Vascular disease that affects macrovasculature is an important cause of morbidity and mortality in diabetic patients. A simple and noninvasive tool for predicting multivessel disease in type 2 diabetes patients is needed. Many studies have been conducted to assess the usefulness of cystatin C in predicting cardiovascular risks and renal dysfunction [31,32,33], and various cutoff values have been suggested in multiple clinical settings. However, the optimal cutoff value in detecting multivessel disease in patients with type 2 diabetes mellitus and normal renal function has not been suggested to date. We analysed the optimal cut-off value of cystatin C in our study, which indicated an optimal cut-off of 0.865 mg/L with 67.7 and 76.3% sensitivity and specificity, respectively. Our results indicated that cystatin C is a stronger predictor of multivessel disease than fasting plasma glucose. Serum cystatin C might be a powerful diagnostic tool to screen for multivessel disease in patients with diabetes mellitus and normal renal function.

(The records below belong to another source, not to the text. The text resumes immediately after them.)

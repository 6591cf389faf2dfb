use shared::protocol::{FramePayload, SseFrame};

#[derive(Debug, Default)]
pub struct SseDecoder {
    buffer: String,
    pending_bytes: Vec<u8>,
    event: Option<String>,
    data: Option<String>,
}

impl SseDecoder {
    pub fn new() -> Self {
        Self::default()
    }

    pub fn push(&mut self, chunk: &str) -> Vec<SseFrame> {
        self.buffer.push_str(chunk);
        let mut frames = Vec::new();
        while let Some(newline) = self.buffer.find('\n') {
            let line: String = self.buffer.drain(..=newline).collect();
            let line = strip_line_ending(&line);
            if let Some(frame) = self.process_line(line) {
                frames.push(frame);
            }
        }
        frames
    }

    /// Feeds raw bytes; a multi-byte character split across chunks is held
    /// back until the rest of it arrives.
    pub fn push_bytes(&mut self, bytes: &[u8]) -> Vec<SseFrame> {
        self.pending_bytes.extend_from_slice(bytes);
        let cut = complete_utf8_prefix(&self.pending_bytes);
        let tail = self.pending_bytes.split_off(cut);
        let text = String::from_utf8_lossy(&self.pending_bytes).into_owned();
        self.pending_bytes = tail;
        self.push(&text)
    }

    /// Ends the stream: the retained partial line is processed and a frame
    /// still waiting for its blank line is emitted.
    pub fn flush(&mut self) -> Option<SseFrame> {
        if !self.pending_bytes.is_empty() {
            let text = String::from_utf8_lossy(&self.pending_bytes).into_owned();
            self.pending_bytes.clear();
            self.buffer.push_str(&text);
        }
        if !self.buffer.is_empty() {
            let line = std::mem::take(&mut self.buffer);
            let line = strip_line_ending(&line);
            if let Some(frame) = self.process_line(line) {
                return Some(frame);
            }
        }
        self.take_frame()
    }

    fn process_line(&mut self, line: &str) -> Option<SseFrame> {
        if line.is_empty() {
            return self.take_frame();
        }
        if line.starts_with(':') {
            return None;
        }
        let Some((field, value)) = line.split_once(':') else {
            return None;
        };
        let value = value.trim();
        match field {
            "event" => {
                self.event = Some(value.to_string());
            }
            "data" => match &mut self.data {
                Some(data) => {
                    data.push('\n');
                    data.push_str(value);
                }
                None => self.data = Some(value.to_string()),
            },
            _ => {}
        }
        None
    }

    fn take_frame(&mut self) -> Option<SseFrame> {
        let event = self.event.take().filter(|event| !event.is_empty());
        let data = self.data.take().filter(|data| !data.is_empty());
        let (event, data) = event.zip(data)?;
        Some(SseFrame::new(event, FramePayload::parse(&data)))
    }
}

pub fn decode_all(input: &str) -> Vec<SseFrame> {
    let mut decoder = SseDecoder::new();
    let mut frames = decoder.push(input);
    frames.extend(decoder.flush());
    frames
}

fn strip_line_ending(line: &str) -> &str {
    let line = line.strip_suffix('\n').unwrap_or(line);
    line.strip_suffix('\r').unwrap_or(line)
}

/// Length of the longest prefix that does not end inside a multi-byte sequence.
fn complete_utf8_prefix(bytes: &[u8]) -> usize {
    let len = bytes.len();
    for back in 1..=len.min(3) {
        let index = len - back;
        let byte = bytes[index];
        if byte & 0b1100_0000 == 0b1000_0000 {
            continue;
        }
        let needed = match byte {
            b if b & 0b1110_0000 == 0b1100_0000 => 2,
            b if b & 0b1111_0000 == 0b1110_0000 => 3,
            b if b & 0b1111_1000 == 0b1111_0000 => 4,
            _ => return len,
        };
        return if back < needed { index } else { len };
    }
    len
}

#[cfg(test)]
#[path = "tests/sse_tests.rs"]
mod tests;
use std::{fs, path::Path};

use serde::Deserialize;
use tracing::warn;
use url::Url;

use crate::error::ConfigError;

pub const SETTINGS_FILE: &str = "kyc_client.toml";

#[derive(Debug, Clone, PartialEq, Eq, Deserialize)]
#[serde(default)]
pub struct ClientSettings {
    pub api_base_url: String,
    pub request_timeout_secs: u64,
    /// Reuse a user's session id across attempts instead of minting a new one.
    pub reuse_session_ids: bool,
    pub opening_message: String,
    pub opening_display_message: String,
    pub upload_message: String,
    pub confirm_message: String,
}

impl Default for ClientSettings {
    fn default() -> Self {
        Self {
            api_base_url: "http://localhost:8000/api".into(),
            request_timeout_secs: 30,
            reuse_session_ids: false,
            opening_message: "Start identity verification".into(),
            opening_display_message: "Start my KYC verification".into(),
            upload_message: "Here is my documents".into(),
            confirm_message: "Yes the data is correct. Please verify and complete my KYC."
                .into(),
        }
    }
}

impl ClientSettings {
    /// Parsed base url; only http(s) endpoints are accepted.
    pub fn api_base(&self) -> Result<Url, ConfigError> {
        let url = Url::parse(&self.api_base_url).map_err(|source| ConfigError::InvalidBaseUrl {
            url: self.api_base_url.clone(),
            source,
        })?;
        match url.scheme() {
            "http" | "https" => Ok(url),
            _ => Err(ConfigError::UnsupportedScheme(self.api_base_url.clone())),
        }
    }
}

pub fn load_settings() -> ClientSettings {
    load_settings_from(Path::new(SETTINGS_FILE), |key| std::env::var(key).ok())
}

/// Defaults, then the toml file at `path` when present, then env overrides
/// looked up through `env`.
pub fn load_settings_from(
    path: &Path,
    env: impl Fn(&str) -> Option<String>,
) -> ClientSettings {
    let mut settings = match fs::read_to_string(path) {
        Ok(raw) => match toml::from_str::<ClientSettings>(&raw) {
            Ok(file_cfg) => file_cfg,
            Err(err) => {
                warn!(path = %path.display(), error = %err, "config: ignoring unreadable settings file");
                ClientSettings::default()
            }
        },
        Err(_) => ClientSettings::default(),
    };

    if let Some(v) = env("KYC_API_URL") {
        settings.api_base_url = v;
    }
    if let Some(v) = env("APP__API_BASE_URL") {
        settings.api_base_url = v;
    }

    if let Some(v) = env("APP__REQUEST_TIMEOUT_SECS") {
        if let Ok(parsed) = v.parse::<u64>() {
            settings.request_timeout_secs = parsed;
        }
    }

    if let Some(v) = env("APP__REUSE_SESSION_IDS") {
        if let Ok(parsed) = v.parse::<bool>() {
            settings.reuse_session_ids = parsed;
        }
    }

    settings
}

#[cfg(test)]
mod tests {
    use std::{
        collections::HashMap,
        env,
        time::{SystemTime, UNIX_EPOCH},
    };

    use super::*;

    fn no_env(_: &str) -> Option<String> {
        None
    }

    fn temp_settings_file(contents: &str) -> std::path::PathBuf {
        let suffix = SystemTime::now()
            .duration_since(UNIX_EPOCH)
            .expect("clock")
            .as_nanos();
        let path = env::temp_dir().join(format!("kyc_client_test_{suffix}.toml"));
        fs::write(&path, contents).expect("write settings");
        path
    }

    #[test]
    fn missing_file_yields_defaults() {
        let settings = load_settings_from(Path::new("/nonexistent/kyc_client.toml"), no_env);
        assert_eq!(settings, ClientSettings::default());
        assert_eq!(settings.opening_message, "Start identity verification");
    }

    #[test]
    fn file_values_fill_in_over_defaults() {
        let path = temp_settings_file(
            "api_base_url = \"https://kyc.example.com/api\"\nreuse_session_ids = true\n",
        );
        let settings = load_settings_from(&path, no_env);
        fs::remove_file(&path).expect("cleanup");

        assert_eq!(settings.api_base_url, "https://kyc.example.com/api");
        assert!(settings.reuse_session_ids);
        assert_eq!(settings.request_timeout_secs, 30);
    }

    #[test]
    fn env_overrides_win_and_bad_numbers_are_ignored() {
        let vars: HashMap<&str, &str> = HashMap::from([
            ("KYC_API_URL", "http://first:1"),
            ("APP__API_BASE_URL", "http://second:2/api"),
            ("APP__REQUEST_TIMEOUT_SECS", "soon"),
            ("APP__REUSE_SESSION_IDS", "true"),
        ]);
        let settings = load_settings_from(Path::new("/nonexistent/kyc_client.toml"), |key| {
            vars.get(key).map(|v| v.to_string())
        });
        assert_eq!(settings.api_base_url, "http://second:2/api");
        assert_eq!(settings.request_timeout_secs, 30);
        assert!(settings.reuse_session_ids);
    }

    #[test]
    fn base_url_must_be_http() {
        let mut settings = ClientSettings::default();
        assert_eq!(settings.api_base().expect("url").path(), "/api");

        settings.api_base_url = "ftp://files.example.com".into();
        assert!(matches!(
            settings.api_base(),
            Err(ConfigError::UnsupportedScheme(_))
        ));

        settings.api_base_url = "not a url".into();
        assert!(matches!(
            settings.api_base(),
            Err(ConfigError::InvalidBaseUrl { .. })
        ));
    }
}
use super::*;

const STREAM: &str = "event: session\ndata: {\"session_id\":\"kyc-session-1\"}\n\n\
event: text\ndata: {\"text\":\"Hello\"}\n\n\
event: text\ndata: {\"text\":\" wörld ✓\"}\n\n\
event: error\ndata: upstream timed out\n\n\
event: stop\ndata: {\"reason\":\"end_turn\"}\n\n";

fn event_names(frames: &[SseFrame]) -> Vec<&str> {
    frames.iter().map(|frame| frame.event.as_str()).collect()
}

#[test]
fn decodes_frames_in_order() {
    let frames = decode_all(STREAM);
    assert_eq!(
        event_names(&frames),
        vec!["session", "text", "text", "error", "stop"]
    );
    assert_eq!(
        frames[3].payload,
        FramePayload::Text("upstream timed out".into())
    );
    assert_eq!(
        frames[1].payload,
        FramePayload::Json(serde_json::json!({"text": "Hello"}))
    );
}

#[test]
fn any_chunk_split_matches_unchunked_decoding() {
    let expected = decode_all(STREAM);
    let boundaries: Vec<usize> = STREAM.char_indices().map(|(index, _)| index).collect();
    for &split in &boundaries {
        let mut decoder = SseDecoder::new();
        let mut frames = decoder.push(&STREAM[..split]);
        frames.extend(decoder.push(&STREAM[split..]));
        frames.extend(decoder.flush());
        assert_eq!(frames, expected, "split at byte {split}");
    }
}

#[test]
fn byte_chunks_split_inside_multibyte_characters() {
    let expected = decode_all(STREAM);
    let bytes = STREAM.as_bytes();
    for size in [1, 2, 3, 5, 7] {
        let mut decoder = SseDecoder::new();
        let mut frames = Vec::new();
        for chunk in bytes.chunks(size) {
            frames.extend(decoder.push_bytes(chunk));
        }
        frames.extend(decoder.flush());
        assert_eq!(frames, expected, "chunk size {size}");
    }
}

#[test]
fn crlf_framing_decodes_like_lf() {
    let crlf = STREAM.replace('\n', "\r\n");
    assert_eq!(decode_all(&crlf), decode_all(STREAM));

    let mut decoder = SseDecoder::new();
    let mut frames = decoder.push("event: text\r");
    frames.extend(decoder.push("\ndata: {\"text\":\"a\"}\r"));
    frames.extend(decoder.push("\n\r\n"));
    assert_eq!(event_names(&frames), vec!["text"]);
}

#[test]
fn flush_emits_frame_without_trailing_blank_line() {
    let mut decoder = SseDecoder::new();
    let frames = decoder.push("event: stop\ndata: {\"reason\":\"cut\"}");
    assert!(frames.is_empty());
    let last = decoder.flush().expect("pending frame");
    assert_eq!(last.event, "stop");
    assert!(decoder.flush().is_none());
}

#[test]
fn incomplete_frames_are_dropped() {
    let frames = decode_all(
        "event: text\n\ndata: {\"text\":\"orphan\"}\n\n\n\n\
         event: warning\ndata: {\"message\":\"kept\"}\n\n",
    );
    assert_eq!(event_names(&frames), vec!["warning"]);
}

#[test]
fn repeated_blank_lines_are_noops() {
    let frames = decode_all("\n\n\nevent: text\ndata: {\"text\":\"x\"}\n\n\n\n");
    assert_eq!(frames.len(), 1);
}

#[test]
fn ignores_comments_and_unknown_fields() {
    let frames = decode_all(": keep-alive\nid: 7\nretry: 1000\nevent: init\ndata: {}\n\n");
    assert_eq!(event_names(&frames), vec!["init"]);
}

#[test]
fn multiple_data_lines_join_with_newline() {
    let frames = decode_all("event: error\ndata: first\ndata: second\n\n");
    assert_eq!(
        frames[0].payload,
        FramePayload::Text("first\nsecond".into())
    );
}

#[test]
fn utf8_prefix_holds_back_partial_sequences() {
    let check = "✓".as_bytes();
    assert_eq!(complete_utf8_prefix(&check[..1]), 0);
    assert_eq!(complete_utf8_prefix(&check[..2]), 0);
    assert_eq!(complete_utf8_prefix(check), 3);
    assert_eq!(complete_utf8_prefix(b"abc"), 3);
}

Several limitations should be considered when our results are interpreted. First, the sample size of our study was relatively small, and we did not consider medication in our analyses. Second, we did not collect 24-h urine for direct measurements of GFR because of its difficulty in daily practice. However, numerous studies have demonstrated that the creatinine-based eGFR provides a good approximation. Third, given its cross-sectional design, a causal relationship between cystatin C indices and multivessel disease prevalence cannot be inferred.

Conclusion

In summary, our findings demonstrate that cystatin C was significantly associated with the severity of CAD and independently predicted the presence of multivessel disease in patients with diabetes mellitus with normal renal function. Cystatin C emerged as a potential marker for identifying multivessel disease in populations that may benefit from therapeutic strategies aimed at preventing the development of multivessel coronary artery disease. Further research is warranted to clarify the pathophysiologic mechanisms responsible for these associations.